As a clinically effective alternative to once-daily oral antipsychotics, long-acting injectable antipsychotics (LAIs) are associated with improved adherence because they provide sustained drug delivery and require less frequent administration.8–10 Paliperidone palmitate is a second-generation antipsychotic that can be administered once per month (PP1M), once every 3 months (PP3M), or once every 6 months, and it has demonstrated efficacy in preventing relapse and supporting functional stabilization in schizophrenia cases.11–13 Transitioning from PP1M to PP3M constitutes an advancement in LAI therapy because it reduces the injection frequency from 12 to 4 times per year, which may improve patient convenience and satisfaction and simultaneously maintain therapeutic continuity.
The economic burden of schizophrenia includes direct healthcare costs, such as those related to hospitalization, emergency room visits, outpatient department visits, and pharmacy expenses; direct non-healthcare costs, such as those related to law enforcement and shelters for homeless individuals; and indirect costs, such as those arising from care provision, decreased productivity, unemployment, and premature death. 14 In the United States, schizophrenia is associated with an estimated annual economic burden of over US$150 billion, with hospitalization accounting for the largest proportion of direct healthcare costs.14,15 A previous study reported that the use of LAIs instead of oral antipsychotics is associated with lower hospitalization rates and healthcare resource utilization. 16 Furthermore, compared with PP1M, PP3M requires fewer injections, which may reduce administrative workload, transportation demands, and the frequency of clinical visits. 17 Several real-world studies have demonstrated that the use of PP3M instead of PP1M in schizophrenia treatment is associated with improved clinical outcomes and reduced healthcare resource utilization.18–21 However, evidence regarding PP3M treatment for schizophrenia in Asian populations remains limited.22–24 Although several studies have evaluated the cost-effectiveness of PP3M in schizophrenia,17,23–31 only one small pilot study specifically examined healthcare costs related to the switch from PP1M to PP3M in an Asian population.

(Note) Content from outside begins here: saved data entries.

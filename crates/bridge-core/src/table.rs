//! Raw tables, table schemas and import results.

use crate::identifier::Identifier;
use crate::types::StorageType;
use serde::{Deserialize, Serialize};

// ============================================================================
// Raw (untyped) tables
// ============================================================================

/// A row whose cell count differs from the number of columns.
#[derive(Debug, Clone, PartialEq, Eq, thiserror::Error)]
#[error("Row {row} has {found} cells, expected {expected}")]
pub struct RaggedRow {
    /// 1-based data row number (the header row is not counted)
    pub row: usize,
    pub expected: usize,
    pub found: usize,
}

/// Column names plus rows of raw, untyped cell text.
///
/// Every row has exactly as many cells as there are columns.
#[derive(Debug, Clone, PartialEq, Default)]
pub struct RawTable {
    columns: Vec<String>,
    rows: Vec<Vec<String>>,
}

impl RawTable {
    /// Build a raw table, rejecting ragged rows.
    pub fn new(columns: Vec<String>, rows: Vec<Vec<String>>) -> Result<Self, RaggedRow> {
        let expected = columns.len();
        if let Some((index, row)) = rows.iter().enumerate().find(|(_, r)| r.len() != expected) {
            return Err(RaggedRow {
                row: index + 1,
                expected,
                found: row.len(),
            });
        }
        Ok(Self { columns, rows })
    }

    pub fn columns(&self) -> &[String] {
        &self.columns
    }

    pub fn rows(&self) -> &[Vec<String>] {
        &self.rows
    }

    pub fn row_count(&self) -> usize {
        self.rows.len()
    }

    pub fn column_count(&self) -> usize {
        self.columns.len()
    }

    /// True when there are no rows or no columns.
    pub fn is_empty(&self) -> bool {
        self.rows.is_empty() || self.columns.is_empty()
    }

    /// All values of one column, top to bottom.
    pub fn column_values(&self, index: usize) -> impl Iterator<Item = &str> + '_ {
        self.rows.iter().map(move |row| row[index].as_str())
    }
}

// ============================================================================
// Schemas
// ============================================================================

/// One column of a target table.
#[derive(Debug, Clone, PartialEq, Eq, Serialize, Deserialize)]
pub struct ColumnSchema {
    pub name: Identifier,

    #[serde(rename = "type")]
    pub storage_type: StorageType,
}

impl ColumnSchema {
    pub fn new(name: Identifier, storage_type: StorageType) -> Self {
        Self { name, storage_type }
    }
}

/// The ordered columns of a target table.
///
/// Column order matches the source column order; names are unique.
#[derive(Debug, Clone, PartialEq, Eq, Serialize, Deserialize)]
pub struct TableSchema {
    pub table: Identifier,
    pub columns: Vec<ColumnSchema>,
}

impl TableSchema {
    pub fn new(table: Identifier, columns: Vec<ColumnSchema>) -> Self {
        Self { table, columns }
    }

    pub fn column_names(&self) -> Vec<Identifier> {
        self.columns.iter().map(|c| c.name.clone()).collect()
    }
}

// ============================================================================
// Results
// ============================================================================

/// Outcome of a completed import.
#[derive(Debug, Clone, PartialEq)]
pub struct ImportResult {
    /// Rows written to the sink
    pub inserted: u64,
    /// Rows in the source
    pub total: u64,
    pub schema: TableSchema,
}

impl ImportResult {
    pub fn table(&self) -> &Identifier {
        &self.schema.table
    }

    /// The caller-facing summary.
    pub fn summary(&self) -> ImportSummary {
        ImportSummary {
            inserted: self.inserted,
            total: self.total,
            table: self.schema.table.to_string(),
            columns: self.schema.columns.clone(),
        }
    }
}

/// `{inserted, total, table, columns: [{name, type}]}`
#[derive(Debug, Clone, PartialEq, Eq, Serialize, Deserialize)]
pub struct ImportSummary {
    pub inserted: u64,
    pub total: u64,
    pub table: String,
    pub columns: Vec<ColumnSchema>,
}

Hence, additional studies on this topic are warranted. 31
To address the aforementioned research gap, we conducted a 12-month mirror-image study using Taiwan’s National Health Insurance Research Database (NHIRD), a nationwide, population-based claims dataset, to examine clinical and economic outcomes associated with the transition from PP1M to PP3M for schizophrenia treatment. This study also identified risk factors for an unsuccessful transition from PP1M to PP3M.
Methods
Data sources and ethics statement
We collected from the NHIRD (a comprehensive real-world database) deidentified, population-level, claims-based data covering the 2016–2022 period. The NHIRD provides detailed information on the clinical characteristics of individuals covered by Taiwan’s National Health Insurance program; this program has included >99.6% of Taiwanese population (nearly 23 million individuals) since its inception on March 1, 1995. 32 The Taiwan Ministry of Health and Welfare’s Health and Welfare Data Science Center manages the data used in this study.
Study design and patients
We conducted a retrospective 12-month mirror-image study comparing healthcare resource utilization and costs during the 12 months before and the 12 months after the initiation of PP3M treatment in individuals with schizophrenia between 2016 and 2022. Patients were enrolled if they had a diagnosis of a schizophrenia spectrum disorder at any time during the study period and had received at least one new prescription of PP3M between January 1, 2016, and December 31, 2022. Diagnoses were identified using International Classification of Diseases, Ninth Revision, Clinical Modification code 295 or International Classification of Diseases, Tenth Revision, Clinical Modification codes F20 and F25. To enhance diagnostic validity, only patients with an inpatient record listing a schizophrenia spectrum disorder as a primary or secondary diagnosis or with at least three consistent outpatient diagnoses of a schizophrenia spectrum disorder were included.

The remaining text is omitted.